__What you are asked to do__.
Nothing should differ between your answer and the records below.

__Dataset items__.
☆ ☆ ☆ ☆ ☆ ☆ ☆
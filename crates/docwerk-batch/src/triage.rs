// SPDX-License-Identifier: PMPL-1.0-or-later
// Copyright (c) 2026 Jonathan D.A. Jewell (hyperpolymath) <jonathan.jewell@open.ac.uk>
//
// Document triage: classify a document from its metadata and raw signals.
//
// Pure and infallible. Missing signals degrade to "absent" rather than
// failing, so a half-readable document still gets a report.

use docwerk_core::types::{
    DocumentMetadata, Issue, Recommendation, TriageReport, TriageSignals, is_usable_text,
};

/// Build a [`TriageReport`] for `metadata` from `signals`.
///
/// Issues appear in observation order: the untagged-document issue first,
/// then one issue per unembedded font in the order fonts were listed.
pub fn analyze(
    metadata: &DocumentMetadata,
    signals: &TriageSignals,
    min_text_chars: usize,
) -> TriageReport {
    let has_text = signals
        .extracted_text
        .as_deref()
        .is_some_and(|text| is_usable_text(text, min_text_chars));
    let has_images = signals.has_images.unwrap_or(false);
    let fonts = signals.fonts.clone().unwrap_or_default();
    let attachments = signals.attachments.clone().unwrap_or_default();

    let mut issues = Vec::new();
    if signals.tagged == Some(false) {
        issues.push(Issue::Untagged);
    }
    issues.extend(
        fonts
            .iter()
            .filter(|font| !font.embedded)
            .map(|font| Issue::UnembeddedFont(font.name.clone())),
    );

    let is_scanned = !has_text && has_images;
    let recommendation = recommend(metadata.is_encrypted, is_scanned, &issues, has_text, has_images);

    TriageReport {
        is_encrypted: metadata.is_encrypted,
        is_scanned,
        has_text,
        has_images,
        has_attachments: !attachments.is_empty(),
        page_count: metadata.page_count,
        file_size_bytes: metadata.size_bytes,
        pdf_version: signals
            .pdf_version
            .clone()
            .or_else(|| metadata.pdf_version.clone()),
        issues,
        fonts,
        attachments,
        recommendation,
    }
}

/// First matching rule wins: encrypted, scanned, font risk, empty, healthy.
fn recommend(
    is_encrypted: bool,
    is_scanned: bool,
    issues: &[Issue],
    has_text: bool,
    has_images: bool,
) -> Recommendation {
    if is_encrypted {
        Recommendation::Decrypt
    } else if is_scanned {
        Recommendation::UseOcrFallback
    } else if issues.iter().any(Issue::is_font_issue) {
        Recommendation::FontRisk
    } else if !has_text && !has_images {
        Recommendation::EmptyOrCorrupted
    } else {
        Recommendation::Healthy
    }
}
☆ ☆ ☆ ☆ ☆ ☆ ☆
__Output for this task__.
filename crates/docwerk-batch/src/triage.rs
// SPDX-License-Identifier: PMPL-1.0-or-later
// Copyright (c) 2026 Jonathan D.A. Jewell (hyperpolymath) <jonathan.jewell@open.ac.uk>
//
// Document triage: classify a document from its metadata and raw signals.
//
// Pure and infallible. Missing signals degrade to "absent" rather than
// failing, so a half-readable document still gets a report.

use docwerk_core::types::{
    DocumentMetadata, Issue, Recommendation, TriageReport, TriageSignals, is_usable_text,
};

/// Build a [`TriageReport`] for `metadata` from `signals`.
///
/// Issues appear in observation order: the untagged-document issue first,
/// then one issue per unembedded font in the order fonts were listed.
pub fn analyze(
    metadata: &DocumentMetadata,
    signals: &TriageSignals,
    min_text_chars: usize,
) -> TriageReport {
    let has_text = signals
        .extracted_text
        .as_deref()
        .is_some_and(|text| is_usable_text(text, min_text_chars));
    let has_images = signals.has_images.unwrap_or(false);
    let fonts = signals.fonts.clone().unwrap_or_default();
    let attachments = signals.attachments.clone().unwrap_or_default();

    let mut issues = Vec::new();
    if signals.tagged == Some(false) {
        issues.push(Issue::Untagged);
    }
    issues.extend(
        fonts
            .iter()
            .filter(|font| !font.embedded)
            .map(|font| Issue::UnembeddedFont(font.name.clone())),
    );

    let is_scanned = !has_text && has_images;
    let recommendation = recommend(metadata.is_encrypted, is_scanned, &issues, has_text, has_images);

    TriageReport {
        is_encrypted: metadata.is_encrypted,
        is_scanned,
        has_text,
        has_images,
        has_attachments: !attachments.is_empty(),
        page_count: metadata.page_count,
        file_size_bytes: metadata.size_bytes,
        pdf_version: signals
            .pdf_version
            .clone()
            .or_else(|| metadata.pdf_version.clone()),
        issues,
        fonts,
        attachments,
        recommendation,
    }
}

/// First matching rule wins: encrypted, scanned, font risk, empty, healthy.
fn recommend(
    is_encrypted: bool,
    is_scanned: bool,
    issues: &[Issue],
    has_text: bool,
    has_images: bool,
) -> Recommendation {
    if is_encrypted {
        Recommendation::Decrypt
    } else if is_scanned {
        Recommendation::UseOcrFallback
    } else if issues.iter().any(Issue::is_font_issue) {
        Recommendation::FontRisk
    } else if !has_text && !has_images {
        Recommendation::EmptyOrCorrupted
    } else {
        Recommendation::Healthy
    }
}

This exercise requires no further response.